Битва против «иностранных агентов»
К концу 2010-х идея о всепроникающем заговоре стала для россиян частью повседневной трактовки политической реальности. За любым событием обязательно возникает шлейф домыслов, что это «чей-то» план, что политик/ ученый/спортсмен делает это не просто так, а выполняя чью-то волю. Немногочисленные количественные исследования теорий заговора в российском обществе показывают устойчивый рост популярности конспирологии. Столь глубокое ее проникновение в жизнь россиян произошло не сразу.
В 1990-е теории заговора были важной частью сознания маргинальных групп и некоторых оппозиционных политиков, однако конспирологическая трактовка оставалась лишь одним из сценариев развития событий, популярным среди части населения.
Но с наступлением 2000-х Сурков и другие околокремлевские политики и интеллектуалы постепенно проложили для теорий заговора мостик от окраин политического дискурса к его центру.
Отчасти этому способствовали общественные и политические кампании против оппонентов Кремля, благодаря которым правящий режим смог избавиться от нескольких влиятельных противников: владельца нефтяной компании ЮКОС Михаила Ходорковского и некоммерческих организаций, зачастую финансировавшихся из-за рубежа.
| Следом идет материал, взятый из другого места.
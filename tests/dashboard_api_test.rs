// ==========================================
// DashboardApi 集成测试
// ==========================================
// 测试目标: 总览指标 / 领先榜 / 国家画像 / 地图点位
// ==========================================

mod helpers;

use std::sync::Arc;

use helpers::test_data_builder::SnapshotBuilder;
use minerals_dashboard::api::{ApiError, DashboardApi, InvalidFilterError};
use minerals_dashboard::repository::SnapshotStore;

fn create_test_api() -> DashboardApi {
    let snapshot = SnapshotBuilder::new()
        .country_with_economy("CD", "DR Congo", 64.0, 16.0)
        .country_with_economy("ZM", "Zambia", 29.0, 6.0)
        .mineral("CO", "Cobalt")
        .mineral("CU", "Copper")
        .site("S1", "CD", "CO", -10.7, 25.5)
        .site("S2", "ZM", "CU", -12.1, 26.4)
        .stat("CD", "CO", 2022, 150000.0)
        .stat("CD", "CO", 2023, 170000.0)
        .stat("ZM", "CO", 2023, 8000.0)
        .stat("ZM", "CU", 2023, 760000.0)
        .build();
    let store = Arc::new(SnapshotStore::new(snapshot));
    DashboardApi::new(store, 6)
}

#[test]
fn test_get_overview_headline_metrics() {
    let api = create_test_api();

    let overview = api.get_overview().unwrap();
    assert_eq!(overview.total_gdp_billion_usd, 93.0);
    assert_eq!(overview.total_mining_revenue_billion_usd, 22.0);
    assert_eq!(overview.counts.sites, 2);
    assert_eq!(overview.top_minerals.len(), 2);
    assert_eq!(overview.top_countries.len(), 2);
}

#[test]
fn test_top_minerals_descending_with_limit() {
    let api = create_test_api();

    let top = api.top_minerals(1).unwrap();
    assert_eq!(top.len(), 1);
    // CU: 760000 > CO: 328000
    assert_eq!(top[0].mineral_code, "CU");
    assert_eq!(top[0].mineral_name, "Copper");
}

#[test]
fn test_top_countries_descending() {
    let api = create_test_api();

    let top = api.top_countries(6).unwrap();
    // ZM: 768000 > CD: 320000
    assert_eq!(top[0].country_iso, "ZM");
    assert_eq!(top[1].country_iso, "CD");
    assert_eq!(top[1].total_quantity, 320000.0);
}

#[test]
fn test_top_list_limit_bounds() {
    let api = create_test_api();
    assert!(matches!(api.top_minerals(0), Err(ApiError::InvalidInput(_))));
    assert!(matches!(
        api.top_countries(1001),
        Err(ApiError::InvalidInput(_))
    ));
}

#[test]
fn test_get_country_profile() {
    let api = create_test_api();

    let profile = api.get_country_profile("cd").unwrap();
    assert_eq!(profile.country_iso, "CD");
    assert_eq!(profile.mining_share_pct, Some(25.0));
    assert_eq!(profile.site_count, 1);
    assert_eq!(profile.production_by_mineral.len(), 1);
    assert_eq!(profile.production_by_mineral[0].total_quantity, 320000.0);
}

#[test]
fn test_get_country_profile_not_found() {
    let api = create_test_api();
    assert!(matches!(
        api.get_country_profile("XX"),
        Err(ApiError::NotFound(_))
    ));
}

#[test]
fn test_compare_countries() {
    let api = create_test_api();

    let entries = api
        .compare_countries(&["ZM".to_string(), "CD".to_string()])
        .unwrap();
    // 按入参顺序
    assert_eq!(entries[0].country_iso, "ZM");
    assert_eq!(entries[0].production_by_mineral.len(), 2);
    assert_eq!(entries[1].country_iso, "CD");
}

#[test]
fn test_compare_countries_unknown_iso_rejected() {
    let api = create_test_api();

    let result = api.compare_countries(&["CD".to_string(), "QQ".to_string()]);
    match result {
        Err(ApiError::InvalidFilter(InvalidFilterError::UnknownCountryCode(code))) => {
            assert_eq!(code, "QQ");
        }
        other => panic!("Expected UnknownCountryCode, got {:?}", other.err()),
    }
}

#[test]
fn test_compare_countries_empty_list_rejected() {
    let api = create_test_api();
    assert!(matches!(
        api.compare_countries(&[]),
        Err(ApiError::InvalidInput(_))
    ));
}

#[test]
fn test_site_map_points_all_and_filtered() {
    let api = create_test_api();

    let all = api.list_site_map_points(None).unwrap();
    assert_eq!(all.len(), 2);
    assert_eq!(all[0].site_id, "S1");
    assert_eq!(all[0].country_name, "DR Congo");

    let cobalt = api.list_site_map_points(Some("co")).unwrap();
    assert_eq!(cobalt.len(), 1);
    assert_eq!(cobalt[0].mineral_code, "CO");
}

#[test]
fn test_site_map_points_unknown_mineral_rejected() {
    let api = create_test_api();
    assert!(matches!(
        api.list_site_map_points(Some("XX")),
        Err(ApiError::InvalidFilter(
            InvalidFilterError::UnknownMineralCode(_)
        ))
    ));
}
Против первого в прессе была развернута кампания, отчасти основанная на обвинении в заговоре и закончившаяся судебным преследованием и разрушением ЮКОСа. Против вторых также была инициирована общественная и медийная кампания, которая закончилась принятием нескольких поправок в законодательство, поставивших многие уважаемые НКО на грань выживания.
Обе кампании стали знаковыми на пути формирования путинского политического режима: дело ЮКОСа послало бизнес-сообществу сигнал о том, как надо выстраивать отношения с властью, а закрытие многих некоммерческих организаций оказалось серьезным препятствием на пути формирования гражданского общества. Именно в НКО власть увидела одну из главных угроз сначала трансферу власти от Путина к преемнику в 2008 году, а затем укреплению путинского режима по возвращении его в Кремль в 2012 году. В России, где гражданское общество после падения тоталитарного советского строя проходило нелегкий путь становления, иностранные деньги были ключом к запуску и поддержке многих важных инициатив в области образования, медицины, науки, медиа и других сфер деятельности, которыми государство попросту не занималось в силу своей слабости. Призраки «оранжевых» революций, которые якобы готовят гражданские активисты и некоммерческие организации, стали пугалом для обычных россиян, которых государство хотело убедить в том, что иностранные деньги, направленные на подрыв российского государства, уже вовсю используются внутри страны, а люди, их распределяющие, — алчные, двуличные предатели. Уже в 2010-х угроза «оранжевых» революций обрела новое лицо — за сменой режимов в странах СНГ могут стоять «иностранные агенты», и за этим последовала целая череда репрессивных законов против некоммерческого сектора. Именно в самые кризисные для Кремля моменты — в 2007–2008 и в 2011–2012 годах — НКО становились главной жертвой репрессий режима, неизменно выступая в качестве «пятой колонны».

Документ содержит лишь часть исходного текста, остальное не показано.